15 de septiembre de 2018

El octógono, por Félix Carlos González López

El centro de la plataforma se iluminó de un color rojo iridiscente formando una figura tubular que se elevaba hasta la densa nubosidad de la urbe.

—Es la hora del descanso — comentó Ciarán sin demasiado entusiasmo.

Acto seguido todos los obreros, sin la menor duda, cogieron su ordinaria fiambrera y se dispusieron a comer su almuerzo en la gran explanada.

El área de descanso, lejos de ser una simple zona donde comer, tenía forma octogonal y estaba dividida en cuatro ángulos. Cada uno de estos ángulos albergaba unos siete bancos, estudiadamente repartidos siguiendo la caprichosa geometría del arquitecto. Sin embargo,no podría decirse que “El Octógono”, como era llamado comúnmente sin un atisbo de originalidad, era algo gris y meramente pragmático: sendos setos estrictamente podados otorgaban cierta vida a este lugar funcional. Lejos de descontrolar el lugar, continuaba la estética del diseño, ya que las originales pero repetidas podas conseguían hacer sentir a sus gentes como en circuitos gigantes; cemento gris y estructuras verdes.

—¿Qué tal la mañana?— comentó Lisa—, yo estoy hasta el coño de apilar cuadros de mierda.

—Sin más —respondió Ciarán.— Como ayer y como mañana. Al menos nos pagan más que a los de la competencia, y si lo piensas, no está tan mal: clasificar cuadros baratos durante 8 horas no es más aburrido que un trabajo de oficina. Por lo menos tenemos los del skyline de Londres, el azulado Monte Fuji, la archiconocida torre Eiffel… Hay variedad.

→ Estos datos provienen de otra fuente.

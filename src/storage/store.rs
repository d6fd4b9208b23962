//! Stats Store - pooled access to the SQLite `stats` relation
//!
//! Every operation checks a connection out of the pool, runs one statement
//! (or one transaction) on the pool's blocking thread, and hands the
//! connection back as soon as the rows are consumed.

use crate::query::{Dialect, RenderedQuery, SqlParam, SqliteDialect};
use crate::storage::error::{StorageError, StorageResult};
use crate::storage::types::{StatsRow, TIMESTAMP_FORMAT};
use deadpool_sqlite::{Config as PoolSettings, Pool, PoolConfig, Runtime};
use rusqlite::types::ToSqlOutput;
use rusqlite::{params, params_from_iter, Row, ToSql};
use std::path::{Path, PathBuf};

const SCHEMA: &str = "
    PRAGMA journal_mode = WAL;
    PRAGMA synchronous = NORMAL;
    PRAGMA temp_store = MEMORY;

    CREATE TABLE IF NOT EXISTS stats (
        changeset_id        INTEGER NOT NULL,
        user_id             INTEGER NOT NULL,
        road_length         REAL,
        building_area       REAL,
        hashtag             TEXT NOT NULL,
        changeset_timestamp TEXT NOT NULL
    );

    CREATE INDEX IF NOT EXISTS idx_stats_hashtag_time
        ON stats(hashtag, changeset_timestamp);

    CREATE INDEX IF NOT EXISTS idx_stats_time
        ON stats(changeset_timestamp);
";

const INSERT_ROW: &str = "INSERT INTO stats
    (changeset_id, user_id, road_length, building_area, hashtag, changeset_timestamp)
    VALUES (?1, ?2, ?3, ?4, ?5, ?6)";

impl ToSql for SqlParam {
    fn to_sql(&self) -> rusqlite::Result<ToSqlOutput<'_>> {
        match self {
            SqlParam::Text(s) => s.to_sql(),
            SqlParam::Integer(n) => n.to_sql(),
            SqlParam::Timestamp(ts) => Ok(ToSqlOutput::from(ts.format(TIMESTAMP_FORMAT).to_string())),
        }
    }
}

/// Pooled handle to the statistics database
#[derive(Clone)]
pub struct StatsStore {
    pool: Pool,
    path: PathBuf,
    dialect: SqliteDialect,
}

impl StatsStore {
    /// Open (or create) the database and make sure the schema exists
    pub async fn open(path: impl AsRef<Path>, pool_size: usize) -> StorageResult<Self> {
        let path = path.as_ref().to_path_buf();

        if let Some(parent) = path.parent() {
            if !parent.as_os_str().is_empty() {
                std::fs::create_dir_all(parent)?;
            }
        }

        let mut settings = PoolSettings::new(&path);
        settings.pool = Some(PoolConfig::new(pool_size.max(1)));

        let pool = settings
            .create_pool(Runtime::Tokio1)
            .map_err(|e| StorageError::Pool(e.to_string()))?;

        let store = Self {
            pool,
            path,
            dialect: SqliteDialect,
        };
        store.initialize_schema().await?;

        tracing::info!(path = ?store.path, pool_size, "Stats store opened");
        Ok(store)
    }

    async fn initialize_schema(&self) -> StorageResult<()> {
        let conn = self.pool.get().await?;
        conn.interact(|conn| conn.execute_batch(SCHEMA)).await??;
        Ok(())
    }

    /// Dialect the store executes
    pub fn dialect(&self) -> &dyn Dialect {
        &self.dialect
    }

    /// Database file path
    pub fn path(&self) -> &Path {
        &self.path
    }

    /// Run a rendered query and map every row
    pub async fn fetch_all<T, F>(&self, query: RenderedQuery, map_row: F) -> StorageResult<Vec<T>>
    where
        T: Send + 'static,
        F: Fn(&Row<'_>) -> rusqlite::Result<T> + Send + 'static,
    {
        tracing::debug!(sql = %query.sql, params = query.params.len(), "Executing stats query");

        let conn = self.pool.get().await?;
        let rows = conn
            .interact(move |conn| {
                let mut stmt = conn.prepare_cached(&query.sql)?;
                let mapped = stmt.query_map(params_from_iter(query.params.iter()), |row| {
                    map_row(row)
                })?;
                let collected = mapped.collect::<rusqlite::Result<Vec<T>>>();
                collected
            })
            .await??;

        Ok(rows)
    }

    /// Run a rendered query that yields exactly one row
    pub async fn fetch_one<T, F>(&self, query: RenderedQuery, map_row: F) -> StorageResult<T>
    where
        T: Send + 'static,
        F: Fn(&Row<'_>) -> rusqlite::Result<T> + Send + 'static,
    {
        self.fetch_all(query, map_row)
            .await?
            .into_iter()
            .next()
            .ok_or(StorageError::EmptyResult)
    }

    /// Insert rows in a single transaction
    pub async fn insert_rows(&self, rows: Vec<StatsRow>) -> StorageResult<usize> {
        if rows.is_empty() {
            return Ok(0);
        }

        let conn = self.pool.get().await?;
        let inserted = conn
            .interact(move |conn| -> rusqlite::Result<usize> {
                let tx = conn.transaction()?;
                {
                    let mut stmt = tx.prepare_cached(INSERT_ROW)?;
                    for row in &rows {
                        stmt.execute(params![
                            row.changeset_id,
                            row.user_id,
                            row.road_length,
                            row.building_area,
                            row.hashtag,
                            row.changeset_timestamp.format(TIMESTAMP_FORMAT).to_string(),
                        ])?;
                    }
                }
                tx.commit()?;
                Ok(rows.len())
            })
            .await??;

        tracing::debug!(inserted, "Inserted stats rows");
        Ok(inserted)
    }

    /// Number of rows in the `stats` relation
    pub async fn row_count(&self) -> StorageResult<u64> {
        let conn = self.pool.get().await?;
        let count: i64 = conn
            .interact(|conn| conn.query_row("SELECT COUNT(*) FROM stats", [], |row| row.get(0)))
            .await??;
        Ok(count.max(0) as u64)
    }

    /// Cheap round trip to check the store is reachable
    pub async fn ping(&self) -> StorageResult<()> {
        let conn = self.pool.get().await?;
        conn.interact(|conn| conn.query_row("SELECT 1", [], |row| row.get::<_, i64>(0)))
            .await??;
        Ok(())
    }
}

Lisa llevaba solamente tres días en la empresa, por lo que no había tenido tiempo de forjar ninguna paciencia todavía. Ella preferiría trabajar en algo de cara al público, pero tampoco se podía quejar, ya que su anterior trabajo suponía levantarse a las 5 de la mañana para abastecer a las máquinas expendedoras de diversos establecimientos. Al menos era mileurista y podía permitirse vivir en un estudio para ella sola. Bueno, para ella y para su gato.

—¿Vamos a tomar algo por ahí al salir?— dijo Lisa. — ¿Te apetece?

—Venga, va. Podríamos ir al Sub a tomar unas cerves. También podemos avisar a más gente— propuso Ciarán.

—Será por sitios en esta ciudad, pero vale— cedió Lisa, terminándose su sándwich de jamón, queso y mostaza.

Lisa se preguntó si Ciarán pretendía algo más con ella o era simplemente su impresión. Dada su tendencia a sobrepensar todo el tiempo, no podía ni fiarse de sus pensamientos. Con esta, ya sería la tercera vez que quedan. No sabía si llamarlo cita, quedada o qué. Bueno. Tampoco estaba tan mal. Ciarán no era un bombón pero tampoco era feo: sus ojos eran de un color dorado felino, la nariz y la boca formaban cierta armonía que se veía complementada por su mandíbula algo prominente. Su pelo negro era largo, recogido en una coleta, para evitar molestias durante el trajín de la jornada. Su cuerpo era más o menos normal, aunque sus brazos eran fuertes, fruto de levantar el género día tras día.

—Nos vemos a las cuatro y cuarto en la boca del metro frente al Octógono.—añadió Ciarán.

—De acuerdo— contestó Lisa.

Una vez dentro de la fábrica, el resto de la jornada se pasó más rápido que de costumbre. Quizá empezaba a acostumbrarse al trabajo.


El último pedido del día estaba compuesto de veinticinco lotes de fotografías de bambú, doce de piedras blancas y negras, y cinco de hojas con gotas de agua demasiado retocadas. — Demasiado zen kitsch para que la gente decore sus salones— pensó Lisa.